Britain's manufacturing industry is outsmarting the recession and the stock market, according to a report from PricewaterhouseCoopers. Average share prices of manufacturing businesses have trebled since 2009, outperforming the FTSE 250, according to the firm.
PwC's 'From Crisis to Growth' report found that manufacturers tend to prioritise eight key areas to survive, including scenario planning, supply chains, R&D and a sharper customer focus.
The firm analysed the financial performance of some of the UK's leading industrial companies. These included Renishaw, Morgan Crucible, Senior, Bodycote, Smiths Group and Weir Group.
Prior to the recession, gross margins topped 35% in 2008 and EBITDA margins were 18%, dropping to 16% in 2009 as the recession hit. However, adopting the strategies in the report, EBITDA in these firms shot back up to 21% last year and gross margins stood at 37% -- higher than in 2007.
Clive Penwarden (pictured), industrial manufacturing partner at PwC, said: "We first looked at these companies in 2010 to see what strategies they were implementing to deal with the impact of the recession and found they weren't just reducing their costs like many sectors in the UK were doing, they saw the financial crisis as an opportunity for growth – and that's what they did."
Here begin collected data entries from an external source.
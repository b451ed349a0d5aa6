//!
//! Authenticated gateway
//! ---------------------
//! The single path from the rest of the client to the recipe service for
//! calls that need a credential.
//!
//! Responsibilities:
//! - Refuse to send anything while signed out.
//! - Attach the bearer header from the `SessionStore`.
//! - Classify the reply: 401 clears the session for every caller at once,
//!   other failures become `ClientError::Request`, an empty success body is
//!   `None`.
//!
//! Each call is one-shot: no retry, no caching, no client-side timeout.

use std::sync::Arc;

use reqwest::Method;
use serde::de::DeserializeOwned;
use serde::Serialize;
use serde_json::Value;
use tracing::{debug, warn};

use crate::config::join_url;
use crate::error::{ClientError, ClientResult};
use crate::identity::SessionStore;

#[derive(Clone)]
pub struct AuthenticatedGateway {
    session: Arc<SessionStore>,
    http: reqwest::Client,
    base_url: String,
}

impl AuthenticatedGateway {
    pub fn new<S: Into<String>>(session: Arc<SessionStore>, http: reqwest::Client, base_url: S) -> Self {
        Self { session, http, base_url: base_url.into() }
    }

    pub fn session(&self) -> &Arc<SessionStore> { &self.session }

    pub fn base_url(&self) -> &str { &self.base_url }

    /// Issue one authorized call and return the parsed body, `None` for an empty one.
    pub async fn request(&self, path: &str, method: Method, body: Option<&Value>) -> ClientResult<Option<Value>> {
        // token and headers come from one snapshot so a 401 expires the credential actually sent
        let Some((token, headers)) = self.session.authorization() else {
            debug!(target: "recipebox::gateway", %method, path, "refused: not authenticated");
            return Err(ClientError::AuthenticationRequired);
        };

        let url = join_url(&self.base_url, path);
        let mut req = self.http.request(method.clone(), &url).headers(headers);
        if let Some(b) = body {
            if method == Method::POST || method == Method::PUT {
                req = req.body(b.to_string());
            }
        }

        let resp = req.send().await.map_err(|e| {
            warn!(target: "recipebox::gateway", %method, path, error = %e, "transport failure");
            ClientError::request(None, e.to_string())
        })?;
        let status = resp.status();

        if status == reqwest::StatusCode::UNAUTHORIZED {
            warn!(target: "recipebox::gateway", %method, path, "401 from service; clearing session");
            self.session.expire(&token);
            return Err(ClientError::SessionExpired);
        }

        let text = resp
            .text()
            .await
            .map_err(|e| ClientError::request(Some(status.as_u16()), e.to_string()))?;

        if !status.is_success() {
            debug!(target: "recipebox::gateway", %method, path, status = status.as_u16(), "request failed");
            let message = if text.trim().is_empty() {
                format!("Request failed with status {}", status.as_u16())
            } else {
                text
            };
            return Err(ClientError::request(Some(status.as_u16()), message));
        }

        debug!(target: "recipebox::gateway", %method, path, status = status.as_u16(), bytes = text.len(), "ok");
        if text.trim().is_empty() {
            return Ok(None);
        }
        serde_json::from_str(&text)
            .map(Some)
            .map_err(|e| ClientError::request(Some(status.as_u16()), format!("malformed response from {}: {}", path, e)))
    }

    pub async fn get(&self, path: &str) -> ClientResult<Option<Value>> {
        self.request(path, Method::GET, None).await
    }

    /// GET and decode into `T`; an empty body is a malformed response here.
    pub async fn get_json<T: DeserializeOwned>(&self, path: &str) -> ClientResult<T> {
        let value = self.get(path).await?;
        decode_body(path, value)
    }

    /// POST/PUT `body` and decode the reply into `T`.
    pub async fn send_json<B: Serialize, T: DeserializeOwned>(&self, path: &str, method: Method, body: &B) -> ClientResult<T> {
        let payload = serde_json::to_value(body).map_err(|e| ClientError::validation(e.to_string()))?;
        let value = self.request(path, method, Some(&payload)).await?;
        decode_body(path, value)
    }
}

fn decode_body<T: DeserializeOwned>(path: &str, value: Option<Value>) -> ClientResult<T> {
    let Some(v) = value else {
        return Err(ClientError::request(None, format!("empty response from {}", path)));
    };
    serde_json::from_value(v).map_err(|e| ClientError::request(None, format!("unexpected response shape from {}: {}", path, e)))
}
He added: "The businesses we looked at restructured, re-strategised, became agile and flexible and looked to emerging markets for future growth. The strategies they implemented were not only crucial for survival, they have proven to be sustainable.
"With revenues showing an average year on year growth of 9% and 16% in FY10 and FY11, and 2012 looking similarly positive, perhaps other sectors should be learning from their success."